--- GIVEN RECORDS ---

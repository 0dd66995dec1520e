use anyhow::{Context, Result};
use serde::{Deserialize, Serialize};
use std::collections::HashMap;
use std::path::PathBuf;
use std::time::Duration;

use crate::provider::{ProviderAdapter, ProviderConfig, ProviderKind, ProviderOverride};

#[derive(Debug, Clone, Serialize, Deserialize)]
#[serde(default)]
pub struct PollingConfig {
    pub interval_ms: u64,
    pub timeout_secs: u64,
    pub tail_lines: Option<usize>,
}

impl Default for PollingConfig {
    fn default() -> Self {
        Self {
            interval_ms: 1000,
            timeout_secs: 600,
            tail_lines: None,
        }
    }
}

impl PollingConfig {
    pub fn interval(&self) -> Duration {
        Duration::from_millis(self.interval_ms)
    }

    pub fn timeout(&self) -> Duration {
        Duration::from_secs(self.timeout_secs)
    }
}

#[derive(Debug, Clone, Serialize, Deserialize)]
#[serde(default)]
pub struct Config {
    pub default_provider: ProviderKind,
    pub default_profile: String,
    pub polling: PollingConfig,
    pub providers: HashMap<ProviderKind, ProviderOverride>,
}

impl Default for Config {
    fn default() -> Self {
        Self {
            default_provider: ProviderKind::CopilotCli,
            default_profile: "developer".to_string(),
            polling: PollingConfig::default(),
            providers: HashMap::new(),
        }
    }
}

impl Config {
    pub fn load(config_path: Option<PathBuf>) -> Result<Self> {
        let path = config_path.unwrap_or_else(Self::default_config_path);

        if path.exists() {
            let content = std::fs::read_to_string(&path)
                .with_context(|| format!("Failed to read config file: {:?}", path))?;
            let config: Config = serde_yaml::from_str(&content)
                .with_context(|| format!("Failed to parse config file: {:?}", path))?;
            Ok(config)
        } else {
            Ok(Config::default())
        }
    }

    pub fn default_config_path() -> PathBuf {
        if let Some(config_path) = std::env::var_os("PANELENS_CONFIG") {
            PathBuf::from(config_path)
        } else {
            dirs::config_dir()
                .unwrap_or_else(|| PathBuf::from("."))
                .join("panelens")
                .join("config.yaml")
        }
    }

    /// Built-in literals for `kind` with any configured overrides applied.
    pub fn provider_config(&self, kind: ProviderKind) -> ProviderConfig {
        let base = kind.default_config();
        match self.providers.get(&kind) {
            Some(over) => base.with_override(over),
            None => base,
        }
    }

    pub fn adapter(
        &self,
        kind: Option<ProviderKind>,
        profile: Option<&str>,
    ) -> Result<ProviderAdapter> {
        let kind = kind.unwrap_or(self.default_provider);
        let profile = profile.unwrap_or(&self.default_profile);
        ProviderAdapter::new(self.provider_config(kind), profile)
            .with_context(|| format!("Invalid pattern configuration for {}", kind))
    }
}
use tracing::debug;

use crate::models::Status;
use crate::patterns::{strip_escapes, tail_offset, PatternCatalog, PatternName};

/// Infers a [`Status`] from a single capture.
///
/// Classification never fails: whatever the capture holds, the caller gets a
/// status to act on. Indicators are checked from most to least urgent:
/// error, pending permission prompt, work in progress, finished response,
/// and finally idle.
#[derive(Debug, Clone, Copy)]
pub struct StatusClassifier<'a> {
    catalog: &'a PatternCatalog,
}

impl<'a> StatusClassifier<'a> {
    pub fn new(catalog: &'a PatternCatalog) -> Self {
        Self { catalog }
    }

    /// Classify `capture`, looking only at its last `tail_lines` lines when
    /// given.
    pub fn classify(&self, capture: &str, tail_lines: Option<usize>) -> Status {
        let region = match tail_lines {
            Some(n) => &capture[tail_offset(capture, n)..],
            None => capture,
        };

        if strip_escapes(region).trim().is_empty() {
            debug!("classify: empty capture, returning idle");
            return Status::Idle;
        }

        let trailing = self.catalog.trailing_prompt().find(region);
        let boundary = trailing.map_or(region.len(), |m| m.start());

        // Everything up to the last submitted prompt belongs to earlier turns.
        let cycle_start = self
            .catalog
            .lookup(PatternName::IdlePrompt)
            .find_iter(region)
            .take_while(|m| m.start() < boundary)
            .last()
            .map_or(0, |m| m.end().min(boundary));
        let cycle = &region[cycle_start..];

        if self
            .catalog
            .lookup(PatternName::ErrorIndicators)
            .is_match(cycle)
        {
            debug!(cycle_start, "classify: error indicator in current turn");
            return Status::Error;
        }

        if self
            .catalog
            .lookup(PatternName::PermissionPrompt)
            .is_match(cycle)
        {
            debug!(cycle_start, "classify: permission prompt pending");
            return Status::WaitingUserAnswer;
        }

        if trailing.is_none() {
            debug!("classify: no trailing idle prompt, returning processing");
            return Status::Processing;
        }

        if self
            .catalog
            .lookup(PatternName::CompletionMarker)
            .is_match(&region[cycle_start..boundary])
        {
            debug!(cycle_start, boundary, "classify: completion marker before prompt");
            return Status::Completed;
        }

        debug!("classify: idle prompt without new response");
        Status::Idle
    }
}
use crate::models::{ExtractedMessage, Status};
use crate::patterns::{CatalogError, PatternCatalog};
use crate::terminal::{ExtractionError, ResponseExtractor, StatusClassifier};

use super::{ProviderConfig, ProviderKind};

/// Idle prompt as it appears in raw pipe-pane log files.
pub const IDLE_PROMPT_PATTERN_LOG: &str = r"\x1b\[38;5;13m>\s*\x1b\[39m";

/// A CLI provider bound to one agent profile.
///
/// All supported CLIs print the same output grammar, so a single adapter
/// type serves every [`ProviderKind`]; only the [`ProviderConfig`] differs.
#[derive(Debug, Clone)]
pub struct ProviderAdapter {
    config: ProviderConfig,
    catalog: PatternCatalog,
}

impl ProviderAdapter {
    pub fn new(config: ProviderConfig, profile: &str) -> Result<Self, CatalogError> {
        let catalog = PatternCatalog::new(&config.markers, profile)?;
        Ok(Self { config, catalog })
    }

    pub fn for_kind(kind: ProviderKind, profile: &str) -> Result<Self, CatalogError> {
        Self::new(kind.default_config(), profile)
    }

    pub fn kind(&self) -> ProviderKind {
        self.config.kind
    }

    pub fn profile(&self) -> &str {
        self.catalog.profile()
    }

    pub fn get_status(&self, capture: &str, tail_lines: Option<usize>) -> Status {
        StatusClassifier::new(&self.catalog).classify(capture, tail_lines)
    }

    pub fn extract_message(&self, capture: &str) -> Result<ExtractedMessage, ExtractionError> {
        ResponseExtractor::new(&self.catalog).extract(capture)
    }

    pub fn launch_command(&self) -> String {
        self.config.launch_command_for(self.profile())
    }

    pub fn exit_command(&self) -> &str {
        &self.config.exit_command
    }

    pub fn idle_pattern_for_log(&self) -> &'static str {
        IDLE_PROMPT_PATTERN_LOG
    }
}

---

## [WHAT THE TASK ASKS]
Count how many lines in the records hold the string "region"; reply with the number alone.

## [TASK RESPONSE]
7